[Data listing — start]

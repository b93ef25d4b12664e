// API token lifecycle
//
// The long-lived master token is only ever used for two calls: minting an
// ephemeral token at startup and deleting it at shutdown. Everything in
// between authenticates with the ephemeral key.

use std::fmt;

use reqwest::header::{AUTHORIZATION, CONTENT_TYPE, HeaderValue};
use secrecy::{ExposeSecret, SecretString};
use serde_json::json;
use tracing::debug;
use url::Url;

use crate::cloud::ApiPath;
use crate::error::{Error, preview};
use crate::models::ApiTokenRecord;

/// A short-lived API token minted from the master token.
#[derive(Clone)]
pub struct EphemeralToken {
    id: String,
    key: SecretString,
}

impl EphemeralToken {
    pub fn id(&self) -> &str {
        &self.id
    }

    pub fn key(&self) -> &SecretString {
        &self.key
    }
}

impl fmt::Debug for EphemeralToken {
    fn fmt(&self, f: &mut fmt::Formatter<'_>) -> fmt::Result {
        f.debug_struct("EphemeralToken")
            .field("id", &self.id)
            .field("key", &"[REDACTED]")
            .finish()
    }
}

/// Holds the master credential and, once acquired, the ephemeral one.
///
/// Revocation is one-shot: after [`revoke`](Self::revoke) succeeds the
/// manager holds no ephemeral token again, so a second revoke fails with
/// [`Error::TokenNotAcquired`] just like a revoke before any acquire.
#[derive(Debug)]
pub struct TokenManager {
    master: SecretString,
    ephemeral: Option<EphemeralToken>,
}

impl TokenManager {
    pub fn new(master: SecretString) -> Self {
        Self {
            master,
            ephemeral: None,
        }
    }

    /// The ephemeral token, if one is currently held.
    pub fn ephemeral(&self) -> Option<&EphemeralToken> {
        self.ephemeral.as_ref()
    }

    /// `Authorization` header value for regular calls.
    pub(crate) fn bearer(&self) -> Result<HeaderValue, Error> {
        let token = self.ephemeral.as_ref().ok_or(Error::TokenNotAcquired)?;
        token_header(&token.key)
    }

    /// Exchange the master token for an ephemeral one.
    ///
    /// `POST /api/v1/self/apitokens`. Anything but HTTP 200 is a hard
    /// failure: without a token no later call can succeed.
    pub async fn acquire(&mut self, http: &reqwest::Client, base: &Url) -> Result<(), Error> {
        let url = ApiPath::from("self/apitokens").resolve(base)?;
        debug!("requesting ephemeral API token at {url}");

        let resp = http
            .post(url)
            .header(AUTHORIZATION, token_header(&self.master)?)
            .header(CONTENT_TYPE, "application/json")
            .json(&json!({}))
            .send()
            .await?;

        let status = resp.status();
        let body = resp.text().await?;
        if status != reqwest::StatusCode::OK {
            return Err(Error::Authentication {
                message: format!("token request failed (HTTP {status}): {}", preview(&body)),
            });
        }

        let record: ApiTokenRecord =
            serde_json::from_str(&body).map_err(|e| Error::Deserialization {
                message: format!("{e} (body preview: {:?})", preview(&body)),
                body: body.clone(),
            })?;

        debug!(token_id = %record.id, "ephemeral API token created");
        self.ephemeral = Some(EphemeralToken {
            id: record.id,
            key: SecretString::from(record.key),
        });
        Ok(())
    }

    /// Delete the ephemeral token.
    ///
    /// `DELETE /api/v1/self/apitokens/{id}`. Fails with
    /// [`Error::TokenNotAcquired`] when no token is held. The local token is
    /// dropped only once the controller confirms the deletion.
    pub async fn revoke(&mut self, http: &reqwest::Client, base: &Url) -> Result<(), Error> {
        let token = self.ephemeral.as_ref().ok_or(Error::TokenNotAcquired)?;
        let url = ApiPath::from(format!("self/apitokens/{}", token.id)).resolve(base)?;
        debug!("revoking ephemeral API token at {url}");

        let resp = http
            .delete(url)
            .header(AUTHORIZATION, token_header(&self.master)?)
            .header(CONTENT_TYPE, "application/json")
            .send()
            .await?;

        let status = resp.status();
        if status != reqwest::StatusCode::OK {
            let body = resp.text().await.unwrap_or_default();
            return Err(Error::Authentication {
                message: format!("token revocation failed (HTTP {status}): {}", preview(&body)),
            });
        }

        debug!(token_id = %token.id, "ephemeral API token deleted");
        self.ephemeral = None;
        Ok(())
    }
}

fn token_header(secret: &SecretString) -> Result<HeaderValue, Error> {
    let mut value = HeaderValue::from_str(&format!("Token {}", secret.expose_secret())).map_err(
        |e| Error::Authentication {
            message: format!("invalid API token header value: {e}"),
        },
    )?;
    value.set_sensitive(true);
    Ok(value)
}

#[cfg(test)]
#[allow(clippy::unwrap_used)]
mod tests {
    use super::*;

    #[test]
    fn bearer_requires_an_acquired_token() {
        let manager = TokenManager::new(SecretString::from("master".to_owned()));
        assert!(matches!(manager.bearer(), Err(Error::TokenNotAcquired)));
    }

    #[test]
    fn token_header_uses_token_scheme() {
        let header = token_header(&SecretString::from("abc123".to_owned())).unwrap();
        assert_eq!(header.to_str().unwrap(), "Token abc123");
        assert!(header.is_sensitive());
    }

    #[test]
    fn debug_output_redacts_key() {
        let token = EphemeralToken {
            id: "t1".into(),
            key: SecretString::from("super-secret".to_owned()),
        };
        let rendered = format!("{token:?}");
        assert!(rendered.contains("t1"));
        assert!(!rendered.contains("super-secret"));
    }
}
#![allow(clippy::unwrap_used)]
// WLAN reconciler against a mocked Mist cloud.

mod common;

use serde_json::{Value, json};
use wiremock::matchers::{body_json, method, path};
use wiremock::{Mock, MockServer, ResponseTemplate};

use mistly_core::{AuthMode, CoreError, CreateOutcome, Wlan, WlanSettings};

use common::{LogCapture, setup};

fn settings(value: Value) -> WlanSettings {
    serde_json::from_value(value).unwrap()
}

async fn mount_wlans(server: &MockServer, wlans: Value) {
    Mock::given(method("GET"))
        .and(path("/api/v1/sites/s1/wlans"))
        .respond_with(ResponseTemplate::new(200).set_body_json(wlans))
        .mount(server)
        .await;
}

// ── Construction-time validation ────────────────────────────────────

#[tokio::test]
async fn test_eap_without_servers_fails_before_any_call() {
    let (server, client) = setup().await;
    Mock::given(method("GET"))
        .and(path("/api/v1/sites/s1/wlans"))
        .respond_with(ResponseTemplate::new(200).set_body_json(json!([])))
        .expect(0)
        .mount(&server)
        .await;

    let (logs, _guard) = LogCapture::install();
    let wlan_settings = settings(json!({
        "ssid": "Corp-1X",
        "auth": { "type": "eap" },
        "auth_servers": []
    }));
    let err = Wlan::lookup_or_build_pending(&client, "s1", &wlan_settings)
        .await
        .unwrap_err();

    assert!(matches!(err, CoreError::Validation { .. }));
    assert!(err.is_config());
    assert!(logs.has("ERROR", "WLAN Corp-1X rejected"));
}

#[tokio::test]
async fn test_psk_without_passphrase_is_missing_field() {
    let (_server, client) = setup().await;

    let (logs, _guard) = LogCapture::install();
    let wlan_settings = settings(json!({ "ssid": "Guest", "auth": { "type": "psk" } }));
    let err = Wlan::lookup_or_build_pending(&client, "s1", &wlan_settings)
        .await
        .unwrap_err();

    assert!(matches!(err, CoreError::MissingField { .. }));
    assert!(logs.has("ERROR", "PSK authentication without a passphrase"));
}

#[tokio::test]
async fn test_refused_wlan_listing_fails_without_posting() {
    let (server, client) = setup().await;
    Mock::given(method("GET"))
        .and(path("/api/v1/sites/s1/wlans"))
        .respond_with(ResponseTemplate::new(503))
        .mount(&server)
        .await;
    Mock::given(method("POST"))
        .and(path("/api/v1/sites/s1/wlans"))
        .respond_with(
            ResponseTemplate::new(200).set_body_json(json!({ "id": "w1", "ssid": "Corp" })),
        )
        .expect(0)
        .mount(&server)
        .await;

    let wlan_settings = settings(json!({ "ssid": "Corp", "auth": { "type": "open" } }));
    let err = Wlan::lookup_or_build_pending(&client, "s1", &wlan_settings)
        .await
        .unwrap_err();

    assert!(matches!(err, CoreError::ListingRefused { ref kind, .. } if kind == "WLAN"));
}

#[tokio::test]
async fn test_empty_psk_is_accepted_with_warning() {
    let (server, client) = setup().await;
    mount_wlans(&server, json!([])).await;

    let (logs, _guard) = LogCapture::install();
    let wlan_settings = settings(json!({ "ssid": "Guest", "auth": { "type": "psk", "psk": "" } }));
    let wlan = Wlan::lookup_or_build_pending(&client, "s1", &wlan_settings)
        .await
        .unwrap();

    assert!(wlan.remote_id().is_none());
    assert!(logs.has("WARN", "weak configuration"));
}

// ── Create / probe / delete ─────────────────────────────────────────

#[tokio::test]
async fn test_create_payload_always_enables_wlan() {
    let (server, client) = setup().await;
    mount_wlans(&server, json!([])).await;
    Mock::given(method("POST"))
        .and(path("/api/v1/sites/s1/wlans"))
        .and(body_json(json!({
            "enabled": true,
            "ssid": "Corp",
            "band": "both",
            "auth": { "type": "psk", "psk": "correct-horse" }
        })))
        .respond_with(ResponseTemplate::new(200).set_body_json(json!({
            "id": "w1", "ssid": "Corp", "enabled": true
        })))
        .expect(1)
        .mount(&server)
        .await;

    let wlan_settings = settings(json!({
        "ssid": "Corp",
        "band": "both",
        "auth": { "type": "psk", "psk": "correct-horse" }
    }));
    let mut wlan = Wlan::lookup_or_build_pending(&client, "s1", &wlan_settings)
        .await
        .unwrap();
    let outcome = wlan.create().await.unwrap();

    assert!(matches!(outcome, CreateOutcome::Created(_)));
    assert_eq!(wlan.remote_id(), Some("w1"));
}

#[tokio::test]
async fn test_probe_adopts_remote_wlan() {
    let (server, client) = setup().await;
    mount_wlans(
        &server,
        json!([{
            "id": "w7",
            "ssid": "Corp-1X",
            "enabled": true,
            "band": "5",
            "interface": "all",
            "hostname_ie": true,
            "roam_mode": "11r",
            "auth": { "type": "eap", "pairwise": ["wpa2-ccmp"] },
            "auth_servers": [{ "host": "10.0.0.5", "port": 1812 }],
            "rateset": { "24": { "template": "high-density" } }
        }]),
    )
    .await;

    let wlan_settings = settings(json!({
        "ssid": "Corp-1X",
        "auth": { "type": "eap" },
        "auth_servers": [{ "host": "10.0.0.9", "port": 1812 }]
    }));
    let wlan = Wlan::lookup_or_build_pending(&client, "s1", &wlan_settings)
        .await
        .unwrap();

    let attrs = wlan.attributes();
    assert_eq!(wlan.remote_id(), Some("w7"));
    assert_eq!(attrs.enabled, Some(true));
    assert_eq!(attrs.band.as_deref(), Some("5"));
    assert_eq!(attrs.interface.as_deref(), Some("all"));
    assert_eq!(attrs.hostname_ie, Some(true));
    assert_eq!(attrs.roam_mode.as_deref(), Some("11r"));
    assert_eq!(
        attrs.auth_servers,
        Some(vec![json!({ "host": "10.0.0.5", "port": 1812 })])
    );
    assert_eq!(attrs.rateset, Some(json!({ "24": { "template": "high-density" } })));

    let auth = attrs.auth.as_ref().unwrap();
    assert!(matches!(auth.mode, AuthMode::Eap));
    assert_eq!(auth.options.get("pairwise"), Some(&json!(["wpa2-ccmp"])));
}

#[tokio::test]
async fn test_create_existing_wlan_is_a_no_op() {
    let (server, client) = setup().await;
    mount_wlans(&server, json!([{ "id": "w1", "ssid": "Corp" }])).await;
    Mock::given(method("POST"))
        .and(path("/api/v1/sites/s1/wlans"))
        .respond_with(
            ResponseTemplate::new(200).set_body_json(json!({ "id": "w2", "ssid": "Corp" })),
        )
        .expect(0)
        .mount(&server)
        .await;

    let wlan_settings = settings(json!({ "ssid": "Corp", "auth": { "type": "open" } }));
    let mut wlan = Wlan::lookup_or_build_pending(&client, "s1", &wlan_settings)
        .await
        .unwrap();
    let outcome = wlan.create().await.unwrap();

    assert_eq!(outcome.existing_id(), Some("w1"));
}

#[tokio::test]
async fn test_delete_wlan() {
    let (server, client) = setup().await;
    mount_wlans(&server, json!([{ "id": "w1", "ssid": "Corp" }])).await;
    Mock::given(method("DELETE"))
        .and(path("/api/v1/sites/s1/wlans/w1"))
        .respond_with(ResponseTemplate::new(200).set_body_json(json!({})))
        .expect(1)
        .mount(&server)
        .await;

    let (logs, _guard) = LogCapture::install();
    let wlan_settings = settings(json!({ "ssid": "Corp" }));
    let mut wlan = Wlan::lookup_or_build_pending(&client, "s1", &wlan_settings)
        .await
        .unwrap();

    assert!(wlan.delete().await.unwrap());
    assert!(wlan.state().is_retired());
    assert!(logs.has("INFO", "WLAN Corp deleted"));
}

[Data listing — finish]

- What to do -
If a line falls between the first line of the records and the line containing "pub struct TokenManager", inclusive, repeat it exactly; leave out all others.

- Result for this exercise -
repository b93ef25d4b12664e
// API token lifecycle
//
// The long-lived master token is only ever used for two calls: minting an
// ephemeral token at startup and deleting it at shutdown. Everything in
// between authenticates with the ephemeral key.

use std::fmt;

use reqwest::header::{AUTHORIZATION, CONTENT_TYPE, HeaderValue};
use secrecy::{ExposeSecret, SecretString};
use serde_json::json;
use tracing::debug;
use url::Url;

use crate::cloud::ApiPath;
use crate::error::{Error, preview};
use crate::models::ApiTokenRecord;

/// A short-lived API token minted from the master token.
#[derive(Clone)]
pub struct EphemeralToken {
    id: String,
    key: SecretString,
}

impl EphemeralToken {
    pub fn id(&self) -> &str {
        &self.id
    }

    pub fn key(&self) -> &SecretString {
        &self.key
    }
}

impl fmt::Debug for EphemeralToken {
    fn fmt(&self, f: &mut fmt::Formatter<'_>) -> fmt::Result {
        f.debug_struct("EphemeralToken")
            .field("id", &self.id)
            .field("key", &"[REDACTED]")
            .finish()
    }
}

/// Holds the master credential and, once acquired, the ephemeral one.
///
/// Revocation is one-shot: after [`revoke`](Self::revoke) succeeds the
/// manager holds no ephemeral token again, so a second revoke fails with
/// [`Error::TokenNotAcquired`] just like a revoke before any acquire.
#[derive(Debug)]
pub struct TokenManager {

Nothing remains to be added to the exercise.